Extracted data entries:

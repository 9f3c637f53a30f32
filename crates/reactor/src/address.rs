//! Endpoint addresses: IP host/port pairs and Unix-domain paths.
use std::fmt;
use std::net::{IpAddr, Ipv4Addr, Ipv6Addr, SocketAddr};

use crate::error::{Error, Result};

/// An endpoint a connection can bind, listen on, or connect to.
#[derive(Debug, Clone, PartialEq, Eq, Hash)]
pub enum Address {
    /// An IP host/port endpoint, optionally carrying an IPv6 scope id.
    Ip {
        /// The resolved socket address.
        addr: SocketAddr,
        /// IPv6 zone index (`%eth0`-style suffix), if present.
        scope: Option<u32>,
    },
    /// A Unix-domain endpoint.
    Unix(UnixEndpoint),
}

/// The three flavors of Unix-domain socket address.
#[derive(Debug, Clone, PartialEq, Eq, Hash)]
pub enum UnixEndpoint {
    /// A filesystem path.
    Path(String),
    /// A Linux abstract-namespace name (no leading NUL in the stored string).
    Abstract(String),
    /// An anonymous endpoint, e.g. the peer of a `socketpair`.
    Unnamed,
}

/// Coarse reachability classification of an address.
#[derive(Debug, Clone, Copy, PartialEq, Eq)]
pub enum Scope {
    /// Loopback interface only (`127.0.0.0/8`, `::1`, or any Unix socket).
    Loopback,
    /// RFC 1918 / link-local / unique-local space.
    Private,
    /// Globally routable.
    Public,
}

impl Address {
    /// Parse `host:port`, with IPv6 hosts in `[...]` brackets. `default_host`
    /// and `default_port` fill in an omitted half (an input of just `:1234`
    /// or just `example.org` is legal if the caller supplies the missing
    /// default); a fully empty input still fails.
    pub fn parse(input: &str, default_host: &str, default_port: u16) -> Result<Self> {
        let input = input.trim();
        if input.is_empty() {
            return Err(Error::InvalidAddress("empty address".to_string()));
        }

        let (host_part, port_part) = split_host_port(input)?;
        let host = if host_part.is_empty() {
            default_host
        } else {
            host_part
        };
        let port = match port_part {
            Some(p) => p
                .parse::<u16>()
                .map_err(|_| Error::InvalidAddress(format!("invalid port `{p}`")))?,
            None => default_port,
        };

        let (ip, scope) = parse_host(host)?;
        Ok(Address::Ip {
            addr: SocketAddr::new(ip, port),
            scope,
        })
    }

    /// Build a Unix-path endpoint.
    pub fn unix_path(path: impl Into<String>) -> Self {
        Address::Unix(UnixEndpoint::Path(path.into()))
    }

    /// Build a Linux abstract-namespace endpoint.
    pub fn unix_abstract(name: impl Into<String>) -> Self {
        Address::Unix(UnixEndpoint::Abstract(name.into()))
    }

    /// Build an unnamed Unix endpoint.
    pub fn unix_unnamed() -> Self {
        Address::Unix(UnixEndpoint::Unnamed)
    }

    /// The underlying [`SocketAddr`], if this is an IP endpoint.
    pub fn socket_addr(&self) -> Option<SocketAddr> {
        match self {
            Address::Ip { addr, .. } => Some(*addr),
            Address::Unix(_) => None,
        }
    }

    /// Classify this address's reachability.
    pub fn scope(&self) -> Scope {
        match self {
            Address::Unix(_) => Scope::Loopback,
            Address::Ip { addr, .. } => match addr.ip() {
                IpAddr::V4(v4) => classify_v4(v4),
                IpAddr::V6(v6) => classify_v6(v6),
            },
        }
    }

    /// True if this address can only be reached from the same host.
    pub fn is_loopback(&self) -> bool {
        self.scope() == Scope::Loopback
    }

    /// True if this address is in private addressing space (not loopback,
    /// not globally routable).
    pub fn is_private(&self) -> bool {
        self.scope() == Scope::Private
    }

    /// True if this address is globally routable.
    pub fn is_public(&self) -> bool {
        self.scope() == Scope::Public
    }
}

impl fmt::Display for Address {
    fn fmt(&self, f: &mut fmt::Formatter<'_>) -> fmt::Result {
        match self {
            Address::Ip { addr, scope } => match (addr, scope) {
                (SocketAddr::V6(v6), Some(scope)) => {
                    write!(f, "[{}%{}]:{}", v6.ip(), scope, v6.port())
                }
                (SocketAddr::V6(v6), None) => write!(f, "[{}]:{}", v6.ip(), v6.port()),
                (SocketAddr::V4(v4), _) => write!(f, "{}:{}", v4.ip(), v4.port()),
            },
            Address::Unix(UnixEndpoint::Path(path)) => write!(f, "{path}"),
            Address::Unix(UnixEndpoint::Abstract(name)) => write!(f, "@{name}"),
            Address::Unix(UnixEndpoint::Unnamed) => write!(f, "<unnamed>"),
        }
    }
}

fn split_host_port(input: &str) -> Result<(&str, Option<&str>)> {
    if let Some(rest) = input.strip_prefix('[') {
        let close = rest
            .find(']')
            .ok_or_else(|| Error::InvalidAddress(format!("unterminated `[` in `{input}`")))?;
        let host = &rest[..close];
        let after = &rest[close + 1..];
        let port = match after.strip_prefix(':') {
            Some(p) => Some(p),
            None if after.is_empty() => None,
            None => {
                return Err(Error::InvalidAddress(format!(
                    "unexpected trailing data after `]` in `{input}`"
                )))
            }
        };
        return Ok((host, port));
    }

    // Bracketless input: a bare IPv6 literal has more than one colon.
    if input.matches(':').count() > 1 {
        return Ok((input, None));
    }

    match input.rsplit_once(':') {
        Some((host, port)) => Ok((host, Some(port))),
        None => Ok((input, None)),
    }
}

fn parse_host(host: &str) -> Result<(IpAddr, Option<u32>)> {
    if let Some((addr, scope)) = host.split_once('%') {
        let ip: Ipv6Addr = addr
            .parse()
            .map_err(|_| Error::InvalidAddress(format!("invalid IPv6 host `{host}`")))?;
        let scope_id = scope
            .parse::<u32>()
            .map_err(|_| Error::InvalidAddress(format!("invalid scope id `{scope}`")))?;
        return Ok((IpAddr::V6(ip), Some(scope_id)));
    }

    host.parse::<IpAddr>()
        .map(|ip| (ip, None))
        .map_err(|_| Error::InvalidAddress(format!("invalid host `{host}`")))
}

fn classify_v4(ip: Ipv4Addr) -> Scope {
    if ip.is_loopback() {
        Scope::Loopback
    } else if ip.is_private() || ip.is_link_local() {
        Scope::Private
    } else {
        Scope::Public
    }
}

fn classify_v6(ip: Ipv6Addr) -> Scope {
    if ip.is_loopback() {
        Scope::Loopback
    } else if let Some(v4) = ip.to_ipv4_mapped() {
        classify_v4(v4)
    } else if (ip.segments()[0] & 0xfe00) == 0xfc00 || ip.is_unicast_link_local() {
        Scope::Private
    } else {
        Scope::Public
    }
}

#[cfg(test)]
mod tests {
    use super::*;

    #[test]
    fn parses_plain_host_port() {
        let addr = Address::parse("127.0.0.1:8080", "0.0.0.0", 0).unwrap();
        assert_eq!(addr.socket_addr().unwrap().to_string(), "127.0.0.1:8080");
        assert!(addr.is_loopback());
    }

    #[test]
    fn parses_bracketed_ipv6() {
        let addr = Address::parse("[::1]:9", "::", 0).unwrap();
        assert_eq!(addr.socket_addr().unwrap().port(), 9);
        assert!(addr.is_loopback());
    }

    #[test]
    fn applies_defaults() {
        let addr = Address::parse(":4242", "192.168.1.1", 0).unwrap();
        assert_eq!(addr.socket_addr().unwrap().port(), 4242);
        assert!(addr.is_private());

        let addr = Address::parse("10.0.0.5", "0.0.0.0", 100).unwrap();
        assert_eq!(addr.socket_addr().unwrap().port(), 100);
    }

    #[test]
    fn rejects_empty_and_malformed() {
        assert!(Address::parse("", "0.0.0.0", 0).is_err());
        assert!(Address::parse("[::1", "::", 0).is_err());
        assert!(Address::parse("not-an-ip:80", "0.0.0.0", 0).is_err());
    }

    #[test]
    fn classifies_public_address() {
        let addr = Address::parse("8.8.8.8:53", "0.0.0.0", 0).unwrap();
        assert!(addr.is_public());
    }

    #[test]
    fn unix_endpoints_round_trip_display() {
        assert_eq!(Address::unix_path("/tmp/sock").to_string(), "/tmp/sock");
        assert_eq!(Address::unix_abstract("svc").to_string(), "@svc");
        assert_eq!(Address::unix_unnamed().to_string(), "<unnamed>");
        assert!(Address::unix_path("/tmp/sock").is_loopback());
    }
}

• [Exercise]: Wherever "IpAddr" occurs in the records above, copy the line it sits in.

• [Worked solution]:
use std::net::{IpAddr, Ipv4Addr, Ipv6Addr, SocketAddr};
                IpAddr::V4(v4) => classify_v4(v4),
                IpAddr::V6(v6) => classify_v6(v6),
fn parse_host(host: &str) -> Result<(IpAddr, Option<u32>)> {
        return Ok((IpAddr::V6(ip), Some(scope_id)));
    host.parse::<IpAddr>()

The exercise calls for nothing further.